INFORMATION GIVEN:

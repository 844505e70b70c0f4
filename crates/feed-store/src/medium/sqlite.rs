//! SQLite-backed medium.

use super::traits::KeyValueMedium;
use crate::config::StoreConfig;
use crate::error::{FeedStoreError, Result};
use chrono::{DateTime, Utc};
use rusqlite::{params, Connection, OptionalExtension};
use std::path::Path;
use std::sync::{Arc, Mutex, MutexGuard};
use tracing::debug;

/// SQLite-based medium.
///
/// Keys are isolated by namespace so several owners can share one database
/// file. Thread-safe via an internal mutex on the connection. Every write is
/// a single statement, so SQLite's transaction guarantees make it atomic.
#[derive(Clone)]
pub struct SqliteMedium {
    /// Database connection (wrapped for thread safety).
    conn: Arc<Mutex<Connection>>,
    namespace: String,
}

impl SqliteMedium {
    /// Open the database at `db_path` using the default namespace.
    pub fn open(db_path: impl AsRef<Path>) -> Result<Self> {
        Self::open_in_namespace(db_path, StoreConfig::DEFAULT_NAMESPACE)
    }

    /// Open the database at `db_path`, scoping every key to `namespace`.
    ///
    /// Creates the database and table if they don't exist.
    pub fn open_in_namespace(
        db_path: impl AsRef<Path>,
        namespace: impl Into<String>,
    ) -> Result<Self> {
        let db_path = db_path.as_ref();

        if let Some(parent) = db_path.parent() {
            std::fs::create_dir_all(parent).map_err(|e| FeedStoreError::Io {
                message: format!("Failed to create store directory: {}", e),
                path: Some(parent.to_path_buf()),
                source: Some(e),
            })?;
        }

        let conn = Connection::open(db_path).map_err(|e| FeedStoreError::Database {
            message: format!("Failed to open store database: {}", e),
            source: Some(e),
        })?;

        // WAL lets readers proceed while a write is committing
        conn.execute_batch("PRAGMA journal_mode=WAL; PRAGMA synchronous=NORMAL;")
            .map_err(|e| FeedStoreError::Database {
                message: format!("Failed to set pragmas: {}", e),
                source: Some(e),
            })?;

        Self::from_connection(conn, namespace)
    }

    /// Open a private in-memory database.
    pub fn open_in_memory() -> Result<Self> {
        let conn = Connection::open_in_memory().map_err(|e| FeedStoreError::Database {
            message: format!("Failed to open in-memory database: {}", e),
            source: Some(e),
        })?;
        Self::from_connection(conn, StoreConfig::DEFAULT_NAMESPACE)
    }

    fn from_connection(conn: Connection, namespace: impl Into<String>) -> Result<Self> {
        let medium = Self {
            conn: Arc::new(Mutex::new(conn)),
            namespace: namespace.into(),
        };
        medium.init_schema()?;
        Ok(medium)
    }

    pub fn namespace(&self) -> &str {
        &self.namespace
    }

    fn lock(&self) -> Result<MutexGuard<'_, Connection>> {
        self.conn
            .lock()
            .map_err(|e| FeedStoreError::poisoned("Failed to lock database", e))
    }

    /// When the value under `key` was last written.
    pub fn last_updated(&self, key: &str) -> Result<Option<DateTime<Utc>>> {
        let conn = self.lock()?;

        let updated_at: Option<String> = conn
            .query_row(
                "SELECT updated_at FROM store_entries WHERE namespace = ?1 AND key = ?2",
                params![self.namespace, key],
                |row| row.get(0),
            )
            .optional()
            .map_err(|e| FeedStoreError::Database {
                message: format!("Failed to query store entry: {}", e),
                source: Some(e),
            })?;

        updated_at
            .map(|s| {
                DateTime::parse_from_rfc3339(&s)
                    .map(|dt| dt.with_timezone(&Utc))
                    .map_err(|e| FeedStoreError::Other(format!("Bad updated_at {}: {}", s, e)))
            })
            .transpose()
    }

    /// Initialize database schema.
    fn init_schema(&self) -> Result<()> {
        let conn = self.lock()?;

        conn.execute_batch(
            r#"
            CREATE TABLE IF NOT EXISTS store_entries (
                namespace TEXT NOT NULL,
                key TEXT NOT NULL,
                value BLOB NOT NULL,
                updated_at TEXT NOT NULL,
                PRIMARY KEY (namespace, key)
            );
            "#,
        )
        .map_err(|e| FeedStoreError::Database {
            message: format!("Failed to initialize store schema: {}", e),
            source: Some(e),
        })?;

        Ok(())
    }
}

impl KeyValueMedium for SqliteMedium {
    fn get(&self, key: &str) -> Result<Option<Vec<u8>>> {
        let conn = self.lock()?;

        conn.query_row(
            "SELECT value FROM store_entries WHERE namespace = ?1 AND key = ?2",
            params![self.namespace, key],
            |row| row.get(0),
        )
        .optional()
        .map_err(|e| FeedStoreError::Database {
            message: format!("Failed to query store entry: {}", e),
            source: Some(e),
        })
    }

    fn set(&self, key: &str, value: &[u8]) -> Result<()> {
        let conn = self.lock()?;

        let now = Utc::now().to_rfc3339();

        conn.execute(
            r#"
            INSERT OR REPLACE INTO store_entries
            (namespace, key, value, updated_at)
            VALUES (?1, ?2, ?3, ?4)
            "#,
            params![self.namespace, key, value, now],
        )
        .map_err(|e| FeedStoreError::Database {
            message: format!("Failed to set store entry: {}", e),
            source: Some(e),
        })?;

        debug!("Stored {} bytes under '{}/{}'", value.len(), self.namespace, key);
        Ok(())
    }

    fn remove(&self, key: &str) -> Result<bool> {
        let conn = self.lock()?;

        let deleted = conn
            .execute(
                "DELETE FROM store_entries WHERE namespace = ?1 AND key = ?2",
                params![self.namespace, key],
            )
            .map_err(|e| FeedStoreError::Database {
                message: format!("Failed to remove store entry: {}", e),
                source: Some(e),
            })?;

        Ok(deleted > 0)
    }
}

#[cfg(test)]
mod tests {
    use super::*;
    use tempfile::TempDir;

    fn create_test_medium() -> (TempDir, SqliteMedium) {
        let temp_dir = TempDir::new().unwrap();
        let db_path = temp_dir.path().join("test_store.sqlite");
        let medium = SqliteMedium::open(&db_path).unwrap();
        (temp_dir, medium)
    }

    #[test]
    fn test_set_and_get() {
        let (_temp, medium) = create_test_medium();

        medium.set("feed", b"hello world").unwrap();

        let value = medium.get("feed").unwrap();
        assert_eq!(value.unwrap(), b"hello world");
    }

    #[test]
    fn test_overwrite() {
        let (_temp, medium) = create_test_medium();

        medium.set("feed", b"first").unwrap();
        medium.set("feed", b"second").unwrap();

        assert_eq!(medium.get("feed").unwrap().unwrap(), b"second");
    }

    #[test]
    fn test_remove() {
        let (_temp, medium) = create_test_medium();

        medium.set("feed", b"data").unwrap();
        assert!(medium.remove("feed").unwrap());
        assert!(!medium.remove("feed").unwrap());
        assert!(medium.get("feed").unwrap().is_none());
    }

    #[test]
    fn test_namespace_isolation() {
        let temp_dir = TempDir::new().unwrap();
        let db_path = temp_dir.path().join("shared.sqlite");

        let first = SqliteMedium::open_in_namespace(&db_path, "ns1").unwrap();
        let second = SqliteMedium::open_in_namespace(&db_path, "ns2").unwrap();

        first.set("feed", b"value1").unwrap();
        second.set("feed", b"value2").unwrap();

        assert_eq!(first.get("feed").unwrap().unwrap(), b"value1");
        assert_eq!(second.get("feed").unwrap().unwrap(), b"value2");

        first.remove("feed").unwrap();
        assert!(second.get("feed").unwrap().is_some());
    }

    #[test]
    fn test_persists_across_reopen() {
        let temp_dir = TempDir::new().unwrap();
        let db_path = temp_dir.path().join("nested").join("store.sqlite");

        SqliteMedium::open(&db_path).unwrap().set("feed", b"kept").unwrap();

        let reopened = SqliteMedium::open(&db_path).unwrap();
        assert_eq!(reopened.get("feed").unwrap().unwrap(), b"kept");
    }

    #[test]
    fn test_last_updated_tracks_writes() {
        let (_temp, medium) = create_test_medium();
        assert!(medium.last_updated("feed").unwrap().is_none());

        let before = Utc::now() - chrono::Duration::seconds(1);
        medium.set("feed", b"data").unwrap();
        let updated = medium.last_updated("feed").unwrap().unwrap();
        assert!(updated >= before);
        assert!(updated <= Utc::now());

        medium.remove("feed").unwrap();
        assert!(medium.last_updated("feed").unwrap().is_none());
    }

    #[test]
    fn test_poisoned_connection_reports_lock_error() {
        let medium = SqliteMedium::open_in_memory().unwrap();
        let conn = medium.conn.clone();
        let _ = std::thread::spawn(move || {
            let _guard = conn.lock().unwrap();
            panic!("poison the connection mutex");
        })
        .join();

        assert!(matches!(medium.get("feed"), Err(FeedStoreError::Lock { .. })));
    }

    #[test]
    fn test_in_memory_database() {
        let medium = SqliteMedium::open_in_memory().unwrap();
        assert!(medium.get("feed").unwrap().is_none());
        medium.set("feed", b"x").unwrap();
        assert_eq!(medium.namespace(), StoreConfig::DEFAULT_NAMESPACE);
    }
}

TASK ITEM: Reply with nothing except the number of lines in the listing above that include "AsRef".

EXERCISE OUTPUT: 2